Drenase sekret pada sinus frontal dapat dilakukan dari dalam hidung (intranasal) operasi dari luar(ekstranasal), seperti pada operasi Killian. Drenase sinus sfenoid dilakukan dalam hidung (intranasal). D.3.6 Pembedahan Tidak Radikal Akhir-akhir ini dikembangkan metode operasi sinus paranasl dengan menggunakan endoskop yang disebut Bedah Sinus Endoskopik Fungsional (BSEF). Prinsipnya ialah membuka dan membersihkan daerah kompleks ostio-meatal yang menjadi sumber penyumbatan dan infeksi, sehingga ventilasi dan dranase sinus dapat lancar kembali melalui ostium alami. Dengan demikian mukosa sinus akan kembali normal. E. KOMPLIKASI Komplikasi sinusitis telah menurun secara nyata sejak ditemukan antibiotika. Komplikasi biasanya terjadi pada sinusitis akut atau pada sinusitis akut atau pada sinusitis kronik engan eksaserbasi akut.
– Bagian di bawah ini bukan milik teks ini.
//! Project traversal.
//!
//! [`accept_project`] walks a project in a fixed, deterministic order:
//! modules in dependency order (dependencies first), and within each
//! module its types, then its systems in execution order, then scripts,
//! then entity groups with their entities and components. Consumers -
//! exporters, validators, code generators - implement [`ProjectVisitor`]
//! and override only the callbacks they care about.

use std::cell::RefCell;
use std::rc::Rc;

use ahash::AHashSet;
use tracing::debug;

use crate::object::DynamicObject;
use crate::registry::{Entity, EntityGroup, ModuleDef, Project, Registry, Script, SystemDef};
use crate::schema::TypeDef;
use crate::types::{Identifier, Result, StoreError};

/// Callbacks fired while walking a project. Every callback has an empty
/// default body.
pub trait ProjectVisitor {
    /// Entering a module, before any of its contents
    fn begin_module(&mut self, _module: &ModuleDef) {}
    /// Leaving a module, after all of its contents
    fn end_module(&mut self, _module: &ModuleDef) {}
    /// A type definition declared by the current module
    fn visit_type(&mut self, _type_def: &TypeDef) {}
    /// A system, in execution order within the current module
    fn visit_system(&mut self, _system: &SystemDef) {}
    /// A script declared by the current module
    fn visit_script(&mut self, _script: &Script) {}
    /// An entity group declared by the current module
    fn visit_entity_group(&mut self, _group: &EntityGroup) {}
    /// An entity within the current group
    fn visit_entity(&mut self, _entity: &Entity) {}
    /// A component attached to the current entity
    fn visit_component(&mut self, _entity: &Entity, _component: &DynamicObject) {}
}

/// Walk a project depth-first in deterministic order.
///
/// Dangling references are skipped, not errors; a cycle among system
/// ordering constraints aborts with [`StoreError::SystemCycle`].
pub fn accept_project(
    project: &Project,
    registry: &Registry,
    visitor: &mut dyn ProjectVisitor,
) -> Result<()> {
    for module_cell in module_closure(project, registry) {
        let module = module_cell.borrow();
        visitor.begin_module(&module);

        for type_ref in &module.types {
            if let Some(cell) = registry.dereference(type_ref) {
                visitor.visit_type(&cell.borrow());
            } else {
                debug!(reference = %type_ref.name(), "skipping dangling type reference");
            }
        }

        let systems: Vec<_> = module
            .systems
            .iter()
            .filter_map(|r| registry.dereference(r))
            .collect();
        for system in order_systems(&systems)? {
            visitor.visit_system(&system.borrow());
        }

        for script_ref in &module.scripts {
            if let Some(cell) = registry.dereference(script_ref) {
                visitor.visit_script(&cell.borrow());
            }
        }

        for group_ref in &module.entity_groups {
            let Some(group_cell) = registry.dereference(group_ref) else {
                continue;
            };
            let group = group_cell.borrow();
            visitor.visit_entity_group(&group);
            for entity_ref in &group.entities {
                let Some(entity_cell) = registry.dereference(entity_ref) else {
                    continue;
                };
                let entity = entity_cell.borrow();
                visitor.visit_entity(&entity);
                for component in entity.components() {
                    visitor.visit_component(&entity, component);
                }
            }
        }

        visitor.end_module(&module);
    }
    Ok(())
}

/// The project's modules plus everything they depend on, dependencies
/// first, each module exactly once
fn module_closure(project: &Project, registry: &Registry) -> Vec<Rc<RefCell<ModuleDef>>> {
    let mut out = Vec::new();
    let mut visited: AHashSet<Identifier> = AHashSet::new();
    for module_ref in &project.modules {
        visit_module(module_ref.id(), registry, &mut visited, &mut out);
    }
    out
}

fn visit_module(
    id: Identifier,
    registry: &Registry,
    visited: &mut AHashSet<Identifier>,
    out: &mut Vec<Rc<RefCell<ModuleDef>>>,
) {
    if id.is_empty() || !visited.insert(id) {
        return;
    }
    let Some(cell) = registry.find_by_id(id).and_then(|r| match r {
        crate::registry::Record::Module(cell) => Some(Rc::clone(cell)),
        _ => None,
    }) else {
        return;
    };
    let dependencies: Vec<Identifier> = cell
        .borrow()
        .dependencies
        .iter()
        .map(|d| d.id())
        .collect();
    for dependency in dependencies {
        visit_module(dependency, registry, visited, out);
    }
    out.push(cell);
}

/// Order systems so every `execute_after` target precedes its dependent
/// and every `execute_before` target follows it. Constraints naming
/// systems outside the given set are ignored. Ties keep the given order.
pub fn order_systems(
    systems: &[Rc<RefCell<SystemDef>>],
) -> Result<Vec<Rc<RefCell<SystemDef>>>> {
    let ids: Vec<Identifier> = systems.iter().map(|s| s.borrow().id()).collect();
    let index_of = |id: Identifier| ids.iter().position(|i| *i == id);

    // edges[a] holds indices that must run after a
    let mut successors: Vec<Vec<usize>> = vec![Vec::new(); systems.len()];
    let mut blockers: Vec<usize> = vec![0; systems.len()];
    for (index, system) in systems.iter().enumerate() {
        let system = system.borrow();
        for before in &system.execute_after {
            if let Some(other) = index_of(before.id()) {
                successors[other].push(index);
                blockers[index] += 1;
            }
        }
        for after in &system.execute_before {
            if let Some(other) = index_of(after.id()) {
                successors[index].push(other);
                blockers[other] += 1;
            }
        }
    }

    let mut ordered = Vec::with_capacity(systems.len());
    let mut placed = vec![false; systems.len()];
    while ordered.len() < systems.len() {
        // First unplaced system with no unresolved blockers keeps the
        // ordering stable for unconstrained systems
        let Some(next) = (0..systems.len()).find(|i| !placed[*i] && blockers[*i] == 0) else {
            let stuck: Vec<String> = systems
                .iter()
                .enumerate()
                .filter(|(i, _)| !placed[*i])
                .map(|(_, s)| s.borrow().name().to_string())
                .collect();
            return Err(StoreError::SystemCycle(stuck.join(", ")));
        };
        placed[next] = true;
        for &successor in &successors[next] {
            blockers[successor] -= 1;
        }
        ordered.push(Rc::clone(&systems[next]));
    }
    Ok(ordered)
}

#[cfg(test)]
mod tests {
    use super::*;

    fn sys(registry: &mut Registry, name: &str) -> Rc<RefCell<SystemDef>> {
        registry.create_system(name)
    }

    #[test]
    fn systems_order_by_constraints() {
        // Goal: execute_after and execute_before both constrain the
        // order; unconstrained systems keep their given order
        let mut registry = Registry::new();
        let physics = sys(&mut registry, "physics");
        let render = sys(&mut registry, "render");
        let input = sys(&mut registry, "input");

        // render runs after physics; input runs before physics
        render
            .borrow_mut()
            .execute_after
            .push(physics.borrow().reference());
        input
            .borrow_mut()
            .execute_before
            .push(physics.borrow().reference());

        let ordered = order_systems(&[physics.clone(), render.clone(), input.clone()]).unwrap();
        let names: Vec<_> = ordered.iter().map(|s| s.borrow().name().to_string()).collect();
        assert_eq!(names, vec!["input", "physics", "render"]);
    }

    #[test]
    fn system_cycle_is_an_error() {
        let mut registry = Registry::new();
        let a = sys(&mut registry, "a");
        let b = sys(&mut registry, "b");
        a.borrow_mut().execute_after.push(b.borrow().reference());
        b.borrow_mut().execute_after.push(a.borrow().reference());

        let err = order_systems(&[a, b]).unwrap_err();
        assert!(matches!(err, StoreError::SystemCycle(_)));
    }

    #[test]
    fn constraints_outside_the_set_are_ignored() {
        let mut registry = Registry::new();
        let a = sys(&mut registry, "a");
        let elsewhere = sys(&mut registry, "elsewhere");
        a.borrow_mut()
            .execute_after
            .push(elsewhere.borrow().reference());

        let ordered = order_systems(&[a.clone()]).unwrap();
        assert_eq!(ordered.len(), 1);
    }

    #[test]
    fn module_closure_walks_dependencies_first() {
        // Goal: a project visiting module B that depends on A sees A's
        // contents before B's, each module once
        let mut registry = Registry::new();
        let a = registry.create_module("a");
        let b = registry.create_module("b");
        b.borrow_mut().dependencies.push(a.borrow().reference());
        let project_cell = registry.create_project("demo");
        project_cell.borrow_mut().modules.push(b.borrow().reference());
        project_cell.borrow_mut().modules.push(a.borrow().reference());

        struct Names(Vec<String>);
        impl ProjectVisitor for Names {
            fn begin_module(&mut self, module: &ModuleDef) {
                self.0.push(module.name().to_string());
            }
        }
        let mut names = Names(Vec::new());
        let project = project_cell.borrow();
        accept_project(&project, &registry, &mut names).unwrap();
        assert_eq!(names.0, vec!["a", "b"]);
    }
}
Komplikasi yang dapat terjadi ialah : 1. Osteomielitis dan abses subperiostal. Paling sering timbul akibat sinusitis frontal dan biasanya ditemukan pada anak-anak. Pada osteomielitis sinus maksila dapat timbul fistula oroantral. 2. Kelainan orbita. Disebabkan oleh sinus paranasal yang berdekatan dengan mata (orbita). Yang paling sering ialah sinusitis etmoid, kemudian sinusitis frontal dan msinusitis maksila. Penyebab infeksi terjadi melalui tromboflebitis dan perkontinuitatum. Kelainan yang dapat timbul ialah edema palpebra, selulitis orbita, abses periostal, abses orbita dan selanjutnya dapat terjadi trombosus sinus kavernosus. 3. Kelainan intrakranial.

11

Dapat berupa meningitis, abses ekstradural atau subdural, abses otak dan trombosis sinus kavernosus. 4. Kelainan paru. Seperti bronkitis kronik dan bronkiektaktasis. Adanya kelainan sinus paranasal sisertai dengan kelainan paru ini disebut sinobronkitis. Selain itu dapat juga timbul asma bronkial.